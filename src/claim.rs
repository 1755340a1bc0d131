//! Minimal claim model: a typed assertion (`claim_type`, `resource`, `right`).

use core::fmt::{self, Display};

/// URI naming the kind of assertion a [`Claim`] makes.
#[derive(Debug, Clone, Copy, PartialEq, Eq, Hash)]
pub struct ClaimType(&'static str);

impl ClaimType {
    /// User principal name (`user@domain`).
    pub const UPN: Self = Self("http://schemas.xmlsoap.org/ws/2005/05/identity/claims/upn");
    /// Security identifier.
    pub const SID: Self = Self("http://schemas.xmlsoap.org/ws/2005/05/identity/claims/sid");
    /// Service principal name.
    pub const SPN: Self = Self("http://schemas.xmlsoap.org/ws/2005/05/identity/claims/spn");
    /// DNS name.
    pub const DNS: Self = Self("http://schemas.xmlsoap.org/ws/2005/05/identity/claims/dns");

    /// The type URI.
    #[inline]
    #[must_use]
    pub const fn as_str(&self) -> &'static str {
        self.0
    }
}

impl Display for ClaimType {
    #[inline]
    fn fmt(&self, f: &mut fmt::Formatter<'_>) -> fmt::Result {
        f.write_str(self.0)
    }
}

/// Right the subject holds over the claim resource.
#[derive(Debug, Clone, Copy, PartialEq, Eq, Hash)]
pub struct Right(&'static str);

impl Right {
    /// The claim identifies the subject.
    pub const IDENTITY: Self = Self("http://schemas.xmlsoap.org/ws/2005/05/identity/right/identity");
    /// The subject possesses the resource.
    pub const POSSESS_PROPERTY: Self =
        Self("http://schemas.xmlsoap.org/ws/2005/05/identity/right/possessproperty");

    /// The right URI.
    #[inline]
    #[must_use]
    pub const fn as_str(&self) -> &'static str {
        self.0
    }
}

/// A typed assertion about an identity.
///
/// ```rust
/// # use upn_endpoint_identity::{Claim, ClaimType};
/// let claim = Claim::create_upn_claim("alice@example.com");
/// assert_eq!(claim.claim_type(), ClaimType::UPN);
/// assert_eq!(claim.resource(), "alice@example.com");
/// ```
#[derive(Debug, Clone, Eq)]
pub struct Claim {
    claim_type: ClaimType,
    resource: String,
    right: Right,
}

impl Claim {
    /// Builds a claim of any type.
    #[inline]
    pub fn new(claim_type: ClaimType, resource: impl Into<String>, right: Right) -> Self {
        Self {
            claim_type,
            resource: resource.into(),
            right,
        }
    }

    /// Builds a UPN claim with the `possessproperty` right.
    #[inline]
    pub fn create_upn_claim(upn: impl Into<String>) -> Self {
        Self::new(ClaimType::UPN, upn, Right::POSSESS_PROPERTY)
    }

    /// The claim type.
    #[inline]
    #[must_use]
    pub const fn claim_type(&self) -> ClaimType {
        self.claim_type
    }

    /// The claim resource.
    #[inline]
    #[must_use]
    pub fn resource(&self) -> &str {
        &self.resource
    }

    /// The claim right.
    #[inline]
    #[must_use]
    pub const fn right(&self) -> Right {
        self.right
    }
}

impl PartialEq for Claim {
    /// UPN resources are account names and compare ASCII case-insensitively.
    #[inline]
    fn eq(&self, other: &Self) -> bool {
        if self.claim_type != other.claim_type || self.right != other.right {
            return false;
        }
        if self.claim_type == ClaimType::UPN {
            self.resource.eq_ignore_ascii_case(&other.resource)
        } else {
            self.resource == other.resource
        }
    }
}

impl Display for Claim {
    #[inline]
    fn fmt(&self, f: &mut fmt::Formatter<'_>) -> fmt::Result {
        write!(f, "{}: {}", self.claim_type, self.resource)
    }
}

#[cfg(test)]
mod tests {
    use super::*;

    #[test]
    fn upn_comparison_ignores_case() {
        assert_eq!(
            Claim::create_upn_claim("Alice@Example.com"),
            Claim::create_upn_claim("alice@example.com")
        );
        assert_ne!(
            Claim::create_upn_claim("alice@example.com"),
            Claim::new(ClaimType::UPN, "alice@example.com", Right::IDENTITY)
        );
        assert_ne!(
            Claim::new(ClaimType::DNS, "Host", Right::POSSESS_PROPERTY),
            Claim::new(ClaimType::DNS, "host", Right::POSSESS_PROPERTY)
        );
    }
}
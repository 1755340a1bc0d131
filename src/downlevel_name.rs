//! Downlevel (`DOMAIN\user`) account names.
//!
//! - `DownlevelName` stores both parts as `String`.
//! - `Display` prints as `DOMAIN\user`.
//! - `FromStr` requires exactly one `\` and a non-empty user. The domain may
//!   be empty (`\alice`), as Windows reports for some local accounts.

use core::{
    fmt::{self, Display},
    str::FromStr,
};

use thiserror::Error;

/// Parsing errors for `DOMAIN\user`.
#[derive(Debug, Clone, PartialEq, Eq, Error)]
pub enum DownlevelNameError {
    /// Input did not contain a `\` separator.
    #[error("Missing '\\' separator")]
    MissingSeparator,

    /// Input contained more than one `\` separator.
    #[error("Too many '\\' separators")]
    TooManySeparators,

    /// Right part is empty.
    #[error("User is empty")]
    EmptyUser,
}

/// A `DOMAIN\user` account name, the form Windows reports for a logon identity.
#[derive(Debug, Clone, PartialEq, Eq, Hash, Default)]
pub struct DownlevelName {
    /// The domain part (before the `\`).
    pub domain: String,
    /// The user part (after the `\`).
    pub user: String,
}

impl DownlevelName {
    /// Non-validating constructor (domain, then user).
    #[inline]
    pub fn new<D: Into<String>, U: Into<String>>(domain: D, user: U) -> Self {
        Self {
            domain: domain.into(),
            user: user.into(),
        }
    }
}

impl Display for DownlevelName {
    #[inline]
    fn fmt(&self, f: &mut fmt::Formatter<'_>) -> fmt::Result {
        write!(f, "{}\\{}", self.domain, self.user)
    }
}

impl FromStr for DownlevelName {
    type Err = DownlevelNameError;

    #[inline]
    fn from_str(s: &str) -> Result<Self, Self::Err> {
        let (domain, user) = s
            .split_once('\\')
            .ok_or(DownlevelNameError::MissingSeparator)?;
        if user.contains('\\') {
            return Err(DownlevelNameError::TooManySeparators);
        }
        if user.is_empty() {
            return Err(DownlevelNameError::EmptyUser);
        }
        Ok(Self::new(domain, user))
    }
}
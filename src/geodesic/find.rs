use super::{Geodesic, Vector};

/// Scan every face for the one whose center is closest to `v`. Ties go to
/// the lower index. Linear in the face count; the reference for `find`.
pub fn naive_find(sphere: &Geodesic, v: Vector) -> usize {
    let mut best = 0;
    let mut best_dist_sq = f64::MAX;
    for (i, &center) in sphere.centers.iter().enumerate() {
        let dist_sq = center.dist_sq(v);
        if dist_sq < best_dist_sq {
            best_dist_sq = dist_sq;
            best = i;
        }
    }
    best
}

/// Locate the face of the finest level whose center is closest to `v`,
/// descending the refinement hierarchy instead of scanning.
///
/// Level 0 is scanned one hemisphere at a time: the first six dodecahedron
/// faces cover the north, the last six the south. Each later level starts
/// from the previous winner (refinement preserves parent indices) and needs
/// only one pass over its neighbors, except at the finest level where
/// passes repeat until stable to patch up descents that land beside a
/// pentagon. A single-level hierarchy degenerates to the naive scan.
pub fn find(spheres: &[Geodesic], v: Vector) -> usize {
    if spheres.len() == 1 {
        return naive_find(&spheres[0], v);
    }

    let base = &spheres[0];
    let (mut start, candidates) = if v.z >= 0.0 {
        (0, 0..6)
    } else {
        (11, 6..12)
    };
    let mut best_dist_sq = base.centers[start].dist_sq(v);
    for i in candidates {
        let dist_sq = base.centers[i].dist_sq(v);
        if dist_sq < best_dist_sq {
            best_dist_sq = dist_sq;
            start = i;
        }
    }

    for (level, sphere) in spheres.iter().enumerate().skip(1) {
        let last = level == spheres.len() - 1;
        loop {
            let mut next = start;
            for &n in sphere.neighbors(start) {
                let dist_sq = sphere.centers[n].dist_sq(v);
                if dist_sq < best_dist_sq {
                    best_dist_sq = dist_sq;
                    next = n;
                }
            }
            let moved = next != start;
            start = next;
            if !last || !moved {
                break;
            }
        }
    }

    start
}

#[cfg(test)]
mod tests {
    use super::*;
    use crate::geodesic::{build_hierarchy, dodecahedron};
    use rand::prelude::*;
    use rand_chacha::ChaCha8Rng;

    fn check(spheres: &[Geodesic], v: Vector, want: usize, want_dist: f64) {
        let got = find(spheres, v);
        assert_eq!(
            got, want,
            "find({:?}) on {} levels returned {}",
            v,
            spheres.len(),
            got
        );
        let dist = spheres.last().unwrap().centers[got].dist_sq(v).sqrt();
        assert!(
            (dist - want_dist).abs() < 1e-3,
            "distance to face {} was {}, expected {}",
            got,
            dist,
            want_dist
        );
    }

    #[test]
    fn dodecahedron_poles_and_equator() {
        let spheres = vec![dodecahedron()];
        check(&spheres, Vector::new(0.0, 0.0, 1.0), 0, 0.0);
        check(&spheres, Vector::new(0.0, 0.0, -1.0), 11, 0.0);
        check(&spheres, Vector::new(1.0, 0.0, 0.0), 7, 0.546);
        check(&spheres, Vector::new(0.0, 1.0, 0.0), 1, 0.459);
        check(&spheres, Vector::new(-1.0, 0.0, 0.0), 5, 0.546);
        check(&spheres, Vector::new(0.0, -1.0, 0.0), 8, 0.459);
    }

    #[test]
    fn two_levels_poles_and_equator() {
        let spheres = build_hierarchy(1);
        check(&spheres, Vector::new(0.0, 0.0, 1.0), 0, 0.0);
        check(&spheres, Vector::new(0.0, 0.0, -1.0), 11, 0.0);
        check(&spheres, Vector::new(1.0, 0.0, 0.0), 25, 0.0);
        check(&spheres, Vector::new(0.0, 1.0, 0.0), 23, 0.312);
        check(&spheres, Vector::new(-1.0, 0.0, 0.0), 30, 0.0);
        check(&spheres, Vector::new(0.0, -1.0, 0.0), 28, 0.312);
        check(&spheres, Vector::new(0.64, 0.6, 0.48), 17, 0.171);
    }

    #[test]
    fn three_levels_poles_and_equator() {
        let spheres = build_hierarchy(2);
        check(&spheres, Vector::new(0.0, 0.0, 1.0), 0, 0.0);
        check(&spheres, Vector::new(0.0, 0.0, -1.0), 11, 0.0);
        check(&spheres, Vector::new(1.0, 0.0, 0.0), 25, 0.0);
        check(&spheres, Vector::new(0.0, 1.0, 0.0), 113, 0.0);
        check(&spheres, Vector::new(-1.0, 0.0, 0.0), 30, 0.0);
        check(&spheres, Vector::new(0.0, -1.0, 0.0), 90, 0.0);
        check(&spheres, Vector::new(0.64, 0.6, 0.48), 72, 0.119);
    }

    #[test]
    fn matches_naive_scan_on_random_directions() {
        let spheres = build_hierarchy(4);
        let finest = spheres.last().unwrap();
        let mut rng = ChaCha8Rng::seed_from_u64(7);
        for _ in 0..2000 {
            let v = Vector::new(
                rng.r#gen::<f64>() * 2.0 - 1.0,
                rng.r#gen::<f64>() * 2.0 - 1.0,
                rng.r#gen::<f64>() * 2.0 - 1.0,
            );
            if v.length_sq() < 1e-6 {
                continue;
            }
            let v = v.normalize();
            let fast = find(&spheres, v);
            let slow = naive_find(finest, v);
            let fast_dist = finest.centers[fast].dist_sq(v);
            let slow_dist = finest.centers[slow].dist_sq(v);
            assert!(
                fast_dist <= slow_dist + 1e-15,
                "hierarchical find chose face {} (dist² {}) but naive found {} (dist² {})",
                fast,
                fast_dist,
                slow,
                slow_dist
            );
        }
    }

    #[test]
    fn every_cell_center_finds_itself() {
        let spheres = build_hierarchy(3);
        let finest = spheres.last().unwrap();
        for (i, &center) in finest.centers.iter().enumerate() {
            assert_eq!(
                find(&spheres, center),
                i,
                "center of face {} resolved elsewhere",
                i
            );
        }
    }
}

....

ACTIVITY
Every line above in which the word "other" is present must be copied into the answer.

OUTPUT BELOW
    fn eq(&self, other: &Self) -> bool {
        if self.claim_type != other.claim_type || self.right != other.right {
            self.resource.eq_ignore_ascii_case(&other.resource)
            self.resource == other.resource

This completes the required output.